Our View: Fix payday lender symptoms, then causes

From the Wausau Daily Herald (6/28/09)

We recently editorialized in favor of proposed new limits on payday lenders, those storefront lenders that give short-term cash loans mostly to people who live paycheck-to-paycheck.

We haven’t changed our minds. Wisconsin’s Predatory Lending Consumer Protection Act, which would cap interest rates for consumer loans at 36 percent annually, should be made law.

After our last editorial was published, we had the opportunity to speak to Erin Kreuger, the executive director of the Wisconsin Deferred Deposit Association, a trade group representing the lenders. Some of Kreuger’s information and arguments are worth discussing.

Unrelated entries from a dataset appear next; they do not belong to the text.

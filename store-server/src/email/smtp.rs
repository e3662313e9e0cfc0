//! SMTP delivery via lettre's blocking transport.

use async_trait::async_trait;
use lettre::message::{Mailbox, header::ContentType};
use lettre::transport::smtp::authentication::Credentials;
use lettre::{Message, SmtpTransport, Transport};

use super::{EmailConfig, MailError, MailMessage, Mailer};

/// Sends mail through an SMTP relay.
#[derive(Debug, Clone)]
pub struct SmtpMailer {
    config: EmailConfig,
}

impl SmtpMailer {
    pub fn new(config: EmailConfig) -> Self {
        Self { config }
    }

    fn build_transport(config: &EmailConfig) -> Result<SmtpTransport, MailError> {
        if config.smtp_username.is_empty() && config.smtp_password.is_empty() {
            // Local relays (MailDev) take plain connections without credentials
            Ok(SmtpTransport::builder_dangerous(&config.smtp_host)
                .port(config.smtp_port)
                .build())
        } else {
            let credentials = Credentials::new(
                config.smtp_username.clone(),
                config.smtp_password.clone(),
            );

            Ok(SmtpTransport::relay(&config.smtp_host)
                .map_err(|e| MailError::Transport(format!("Invalid SMTP relay: {}", e)))?
                .port(config.smtp_port)
                .credentials(credentials)
                .build())
        }
    }
}

#[async_trait]
impl Mailer for SmtpMailer {
    async fn send(&self, message: MailMessage) -> Result<(), MailError> {
        let MailMessage { to, subject, html } = message;

        let from: Mailbox = format!("{} <{}>", self.config.from_name, self.config.from_email)
            .parse()
            .map_err(|e| MailError::BuildFailed(format!("Invalid from address: {}", e)))?;
        let to: Mailbox = to
            .parse()
            .map_err(|e| MailError::BuildFailed(format!("Invalid recipient: {}", e)))?;

        let email = Message::builder()
            .from(from)
            .to(to)
            .subject(subject)
            .header(ContentType::TEXT_HTML)
            .body(html)
            .map_err(|e| MailError::BuildFailed(e.to_string()))?;

        // lettre's SmtpTransport blocks on the socket, keep it off the async workers
        let config = self.config.clone();
        tokio::task::spawn_blocking(move || {
            let transport = Self::build_transport(&config)?;
            transport
                .send(&email)
                .map(|_| ())
                .map_err(|e| MailError::Transport(e.to_string()))
        })
        .await
        .map_err(|e| MailError::Transport(format!("Send task failed: {}", e)))?
    }
}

For one thing, it is the view of Kreuger’s group that the 36 percent interest rate cap would for all practical purposes serve as a ban on these businesses. Rather than precipitating a trickle of store closures at the margins, what we would see would be a wave of closures beginning the day after the law took effect, she said.

For those of us who regard payday lending as predatory, this is more a feature than a bug. But it is worth being honest about what the bill’s impact would be.

Kreuger also argued that since the lenders make short-term loans, it is unfair to characterize the loans using calculations of annual percentage rates. The APR may clock in at 525 percent for a typical payday loan, but all that means is that the product is not designed with a year’s worth of fees in mind, and APR is not a fair measure of what is being charged, she said.

Well, OK. But however you define it, a $20 fee on a $100 loan seems awfully high.

“For individuals who are cash-strapped or who need (a short-term loan),” Kreuger said, “some use bouncing checks as a method of convenience lending. There’s a fee applied to that, and that’s something they’re willing to pay for.”

Compared to fees for bouncing checks, Kreuger argued that payday loans could be a more rational option. This may be true. But it is odd to say that consumers must either choose outrageously high payday-lending fees or else outrageously high bounced-check fees. To the extent that consumers use bounced checks as a form of short-term loan, they shouldn’t. Rather than being an argument in favor of payday lenders, this is a symptom of the same problems, which is that many people do not live within their means.

This can happen for many reasons. While almost all households experience tight times, the great majority of consumers of payday loans are repeat users — meaning the payday lenders are not being used in a crisis, but as a normal way of managing their cash flow.

This can be a sign that someone is struggling, or living at the poverty level. Very often, though, it’s a sign of someone who doesn’t have the financial skills or the discipline to manage his or her cash flow.

There is some evidence to suggest that where payday loans are not available, consumers turn to other forms of credit. A 2008 study by an economist at the Federal Reserve Bank of New York that studied the effects of payday-lending interest-rate caps in Georgia and North Carolina found that bounced checks did increase.

It simply isn’t good enough, though, to argue that payday loans are not the worst possible option for consumers short on cash. They are a symptom of a larger problem, that is true. But even a doctor will tell you that sometimes you have to treat the symptoms before you can treat the cause.